As our families spent time together this past week, it has been clear that we have each had our own adult journey through life and we’re in the season where  our adult  kids are all making their own way in the world just like we had to do.  As we communicate on behalf of our aging parents though, we have discovered that we bring all of who we once were and all of who we are now with us.   Stephen Covey said that when we pick up a relationship after an absence, we will always pick up right where we left off in spite of however much time or experience has passed between us.  At no other time have I witnessed this to be more true than this last month.

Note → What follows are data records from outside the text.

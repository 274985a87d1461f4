//! Configuration merging, operation selection and required-field checks.

mod helpers;
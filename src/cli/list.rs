//! Listing the mirrored pull requests.

use std::io;

use patchtester::patch::map_persistence_read_error;
use patchtester::persistence::{PullFilter, PullOrdering, SearchTerm, SortDirection};
use patchtester::{PatchTesterConfig, PullRepository};

use super::CliError;
use super::context::Registries;
use super::output::write_pull_listing;

/// Builds the listing filter from `--search` and `--branch`.
#[must_use]
pub fn listing_filter(config: &PatchTesterConfig) -> PullFilter {
    PullFilter {
        search: config.search.as_deref().and_then(SearchTerm::parse),
        branch: config
            .branch
            .as_deref()
            .map(str::trim)
            .filter(|branch| !branch.is_empty())
            .map(str::to_owned),
        ordering: PullOrdering::PullId,
        direction: SortDirection::Descending,
        ..PullFilter::default()
    }
}

/// Prints pull requests matching the configured filters.
///
/// # Errors
///
/// Returns a database error when the registry cannot be read.
pub fn run(config: &PatchTesterConfig) -> Result<(), CliError> {
    let registries = Registries::open(config)?;
    let filter = listing_filter(config);

    let pulls = registries
        .pulls
        .list(&filter)
        .map_err(|error| map_persistence_read_error("list pull requests", &error))?;
    let total = registries
        .pulls
        .count(&filter)
        .map_err(|error| map_persistence_read_error("count pull requests", &error))?;

    write_pull_listing(&mut io::stdout().lock(), &pulls, total)
}

#[cfg(test)]
mod tests {
    use patchtester::PatchTesterConfig;
    use patchtester::persistence::SearchTerm;

    use super::listing_filter;

    #[test]
    fn listing_filter_parses_search_and_ignores_blank_branch() {
        let config = PatchTesterConfig {
            search: Some("id:12".to_owned()),
            branch: Some("  ".to_owned()),
            ..Default::default()
        };

        let filter = listing_filter(&config);

        assert_eq!(filter.search, Some(SearchTerm::PullId(12)));
        assert_eq!(filter.branch, None);
    }

    #[test]
    fn listing_filter_keeps_branch() {
        let config = PatchTesterConfig {
            branch: Some("4.0-dev".to_owned()),
            ..Default::default()
        };

        assert_eq!(listing_filter(&config).branch.as_deref(), Some("4.0-dev"));
    }
}
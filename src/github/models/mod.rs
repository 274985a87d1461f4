//! Data models for the GitHub resources the patch tester reads.
//!
//! Types prefixed with `Api` are internal deserialisation targets that
//! convert into the public domain types.

use serde::Deserialize;

/// An open issue, which may or may not be a pull request.
#[derive(Debug, Clone, Default, PartialEq, Eq)]
pub struct IssueSummary {
    /// Issue number (shared with the pull request number).
    pub number: u64,
    /// Issue title.
    pub title: String,
    /// Issue body, if any.
    pub body: Option<String>,
    /// Names of the attached labels, in API order.
    pub labels: Vec<String>,
    /// Whether the issue is backed by a pull request.
    pub is_pull_request: bool,
    /// Web URL of the pull request, when the issue is one.
    pub pull_request_url: Option<String>,
}

/// One page of open issues.
#[derive(Debug, Clone, Default, PartialEq, Eq)]
pub struct IssuePage {
    /// Issues on this page.
    pub items: Vec<IssueSummary>,
    /// Last page number from the `rel="last"` link, when present and valid.
    pub last_page: Option<u32>,
}

/// Repository that holds a pull request's head branch.
#[derive(Debug, Clone, PartialEq, Eq)]
pub struct HeadRepository {
    /// Owner login of the fork (or upstream) repository.
    pub owner: String,
    /// Repository name.
    pub name: String,
}

/// The head of a pull request, which file contents are fetched from.
#[derive(Debug, Clone, PartialEq, Eq)]
pub struct PullRequestHead {
    /// Pull request number.
    pub number: u64,
    /// Branch name on the head repository.
    pub head_ref: String,
    /// Head commit SHA.
    pub head_sha: String,
    /// Head repository; `None` once the fork has been deleted.
    pub repository: Option<HeadRepository>,
}

/// A file touched by a pull request, as listed by GitHub.
#[derive(Debug, Clone, PartialEq, Eq)]
pub struct ChangedFile {
    /// Repository-relative path after the change.
    pub filename: String,
    /// GitHub change status (`added`, `modified`, `removed`, `renamed`, ...).
    pub status: String,
    /// Path before a rename.
    pub previous_filename: Option<String>,
    /// API URL for the file contents at the head commit.
    pub contents_url: String,
}

/// A file blob returned by the contents API.
#[derive(Debug, Clone, PartialEq, Eq)]
pub struct FileContents {
    /// Transfer encoding of `content`; only `base64` is expected.
    pub encoding: String,
    /// Encoded file body.
    pub content: String,
}

#[derive(Debug, Clone, Deserialize)]
pub(super) struct ApiIssue {
    pub(super) number: u64,
    pub(super) title: Option<String>,
    pub(super) body: Option<String>,
    #[serde(default)]
    pub(super) labels: Vec<ApiLabel>,
    pub(super) pull_request: Option<ApiIssuePullRequest>,
}

#[derive(Debug, Clone, Deserialize)]
pub(super) struct ApiLabel {
    pub(super) name: String,
}

#[derive(Debug, Clone, Deserialize)]
pub(super) struct ApiIssuePullRequest {
    pub(super) html_url: Option<String>,
}

#[derive(Debug, Clone, Deserialize)]
pub(super) struct ApiPullRequest {
    pub(super) number: u64,
    pub(super) head: ApiPullRequestHead,
}

#[derive(Debug, Clone, Deserialize)]
pub(super) struct ApiPullRequestHead {
    #[serde(rename = "ref")]
    pub(super) git_ref: String,
    pub(super) sha: String,
    pub(super) repo: Option<ApiRepository>,
}

#[derive(Debug, Clone, Deserialize)]
pub(super) struct ApiRepository {
    pub(super) name: String,
    pub(super) owner: ApiUser,
}

#[derive(Debug, Clone, Deserialize)]
pub(super) struct ApiUser {
    pub(super) login: String,
}

#[derive(Debug, Clone, Deserialize)]
pub(super) struct ApiChangedFile {
    pub(super) filename: String,
    pub(super) status: String,
    pub(super) previous_filename: Option<String>,
    #[serde(default)]
    pub(super) contents_url: String,
}

#[derive(Debug, Clone, Deserialize)]
pub(super) struct ApiFileContents {
    #[serde(default)]
    pub(super) encoding: String,
    #[serde(default)]
    pub(super) content: String,
}

impl From<ApiIssue> for IssueSummary {
    fn from(value: ApiIssue) -> Self {
        Self {
            number: value.number,
            title: value.title.unwrap_or_default(),
            body: value.body,
            labels: value.labels.into_iter().map(|label| label.name).collect(),
            is_pull_request: value.pull_request.is_some(),
            pull_request_url: value.pull_request.and_then(|pull| pull.html_url),
        }
    }
}

impl From<ApiPullRequest> for PullRequestHead {
    fn from(value: ApiPullRequest) -> Self {
        Self {
            number: value.number,
            head_ref: value.head.git_ref,
            head_sha: value.head.sha,
            repository: value.head.repo.map(|repo| HeadRepository {
                owner: repo.owner.login,
                name: repo.name,
            }),
        }
    }
}

impl From<ApiChangedFile> for ChangedFile {
    fn from(value: ApiChangedFile) -> Self {
        Self {
            filename: value.filename,
            status: value.status,
            previous_filename: value.previous_filename,
            contents_url: value.contents_url,
        }
    }
}

impl From<ApiFileContents> for FileContents {
    fn from(value: ApiFileContents) -> Self {
        Self {
            encoding: value.encoding,
            content: value.content,
        }
    }
}
//! Octocrab-backed implementation of [`PatchGateway`].

use async_trait::async_trait;
use octocrab::{Octocrab, Page};

use crate::github::error::GatewayError;
use crate::github::locator::{PersonalAccessToken, RepositoryLocator, contents_path};
use crate::github::models::{
    ApiChangedFile, ApiFileContents, ApiIssue, ApiPullRequest, ChangedFile, FileContents,
    HeadRepository, IssuePage, PullRequestHead,
};
use crate::github::pagination::{self, BATCH_SIZE, last_page_from_link};
use crate::github::rate_limit::RateLimitInfo;

use super::PatchGateway;
use super::client::build_octocrab_client;
use super::error_mapping::{is_rate_limit_error, map_octocrab_error};


/// Gateway bound to a single upstream repository.
pub struct OctocrabPatchGateway {
    client: Octocrab,
    locator: RepositoryLocator,
}

impl OctocrabPatchGateway {
    /// Creates a new gateway from an Octocrab client.
    #[must_use]
    pub const fn new(client: Octocrab, locator: RepositoryLocator) -> Self {
        Self { client, locator }
    }

    /// Builds an Octocrab client for the given token and repository locator.
    ///
    /// # Errors
    ///
    /// Returns `GatewayError::InvalidUrl` when the base URI cannot be parsed or
    /// `GatewayError::Api` when Octocrab fails to construct a client.
    pub fn for_token(
        token: &PersonalAccessToken,
        locator: RepositoryLocator,
    ) -> Result<Self, GatewayError> {
        let octocrab = build_octocrab_client(token, locator.api_base().as_str())?;
        Ok(Self::new(octocrab, locator))
    }

    async fn map_error_with_rate_limit(
        &self,
        operation: &str,
        error: &octocrab::Error,
    ) -> GatewayError {
        match error {
            octocrab::Error::GitHub { source, .. } if is_rate_limit_error(source) => {
                let rate_limit = self.rate_limit().await.ok();
                let base_message =
                    format!("{operation} failed: {message}", message = source.message);
                let message = match &rate_limit {
                    Some(info) => format!(
                        "{base_message} (resets at {reset})",
                        reset = info.describe_reset()
                    ),
                    None => base_message,
                };

                GatewayError::RateLimitExceeded {
                    rate_limit,
                    message,
                }
            }
            _ => map_octocrab_error(operation, error),
        }
    }
}

#[async_trait]
impl PatchGateway for OctocrabPatchGateway {
    async fn rate_limit(&self) -> Result<RateLimitInfo, GatewayError> {
        let core = self
            .client
            .ratelimit()
            .get()
            .await
            .map_err(|error| map_octocrab_error("fetch rate limit", &error))?
            .resources
            .core;

        Ok(RateLimitInfo::new(
            u32::try_from(core.limit).unwrap_or(u32::MAX),
            u32::try_from(core.remaining).unwrap_or(u32::MAX),
            core.reset,
        ))
    }

    async fn list_open_issues(&self, page: u32, per_page: u8) -> Result<IssuePage, GatewayError> {
        pagination::validate(page, per_page)?;

        let page_str = page.to_string();
        let per_page_str = per_page.to_string();
        let query_params = [
            ("state", "open"),
            ("page", page_str.as_str()),
            ("per_page", per_page_str.as_str()),
        ];

        let page_result: Page<ApiIssue> = match self
            .client
            .get(self.locator.issues_path(), Some(&query_params))
            .await
        {
            Ok(page_result) => page_result,
            Err(error) => {
                return Err(self.map_error_with_rate_limit("list issues", &error).await);
            }
        };

        let last_page = page_result
            .last
            .as_ref()
            .and_then(|link| last_page_from_link(&link.to_string(), per_page));

        Ok(IssuePage {
            items: page_result.items.into_iter().map(Into::into).collect(),
            last_page,
        })
    }

    async fn pull_request(&self, number: u64) -> Result<PullRequestHead, GatewayError> {
        match self
            .client
            .get::<ApiPullRequest, _, _>(self.locator.pull_request_path(number), None::<&()>)
            .await
        {
            Ok(pull) => Ok(pull.into()),
            Err(error) => Err(self.map_error_with_rate_limit("pull request", &error).await),
        }
    }

    async fn pull_request_files(&self, number: u64) -> Result<Vec<ChangedFile>, GatewayError> {
        let per_page = BATCH_SIZE.to_string();
        let query_params = [("per_page", per_page.as_str())];

        let first_page: Page<ApiChangedFile> = match self
            .client
            .get(
                self.locator.pull_request_files_path(number),
                Some(&query_params),
            )
            .await
        {
            Ok(page) => page,
            Err(error) => {
                return Err(self
                    .map_error_with_rate_limit("pull request files", &error)
                    .await);
            }
        };

        match self.client.all_pages(first_page).await {
            Ok(files) => Ok(files.into_iter().map(Into::into).collect()),
            Err(error) => Err(self
                .map_error_with_rate_limit("pull request files", &error)
                .await),
        }
    }

    async fn file_contents(
        &self,
        repository: &HeadRepository,
        path: &str,
        git_ref: &str,
    ) -> Result<FileContents, GatewayError> {
        let query_params = [("ref", git_ref)];
        let route = contents_path(&repository.owner, &repository.name, path);

        match self
            .client
            .get::<ApiFileContents, _, _>(route, Some(&query_params))
            .await
        {
            Ok(contents) => Ok(contents.into()),
            Err(error) => Err(self.map_error_with_rate_limit("file contents", &error).await),
        }
    }
}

Sibling relationships at present still contain the areas of closeness as well as unresolved conflict that was there before we set out on our own.  The real in all of this is that being with your sibling/s in a room with just your own parents takes you home again. In that space you discover your brother/brothers almost all over again. You also discover that where you go from there depends largely upon what happened in that space of forced togetherness. It has the potential to  make you strong on behalf of your parents or blow things apart and leave you silent in the decision making.  There is no way to predict or control either outcome.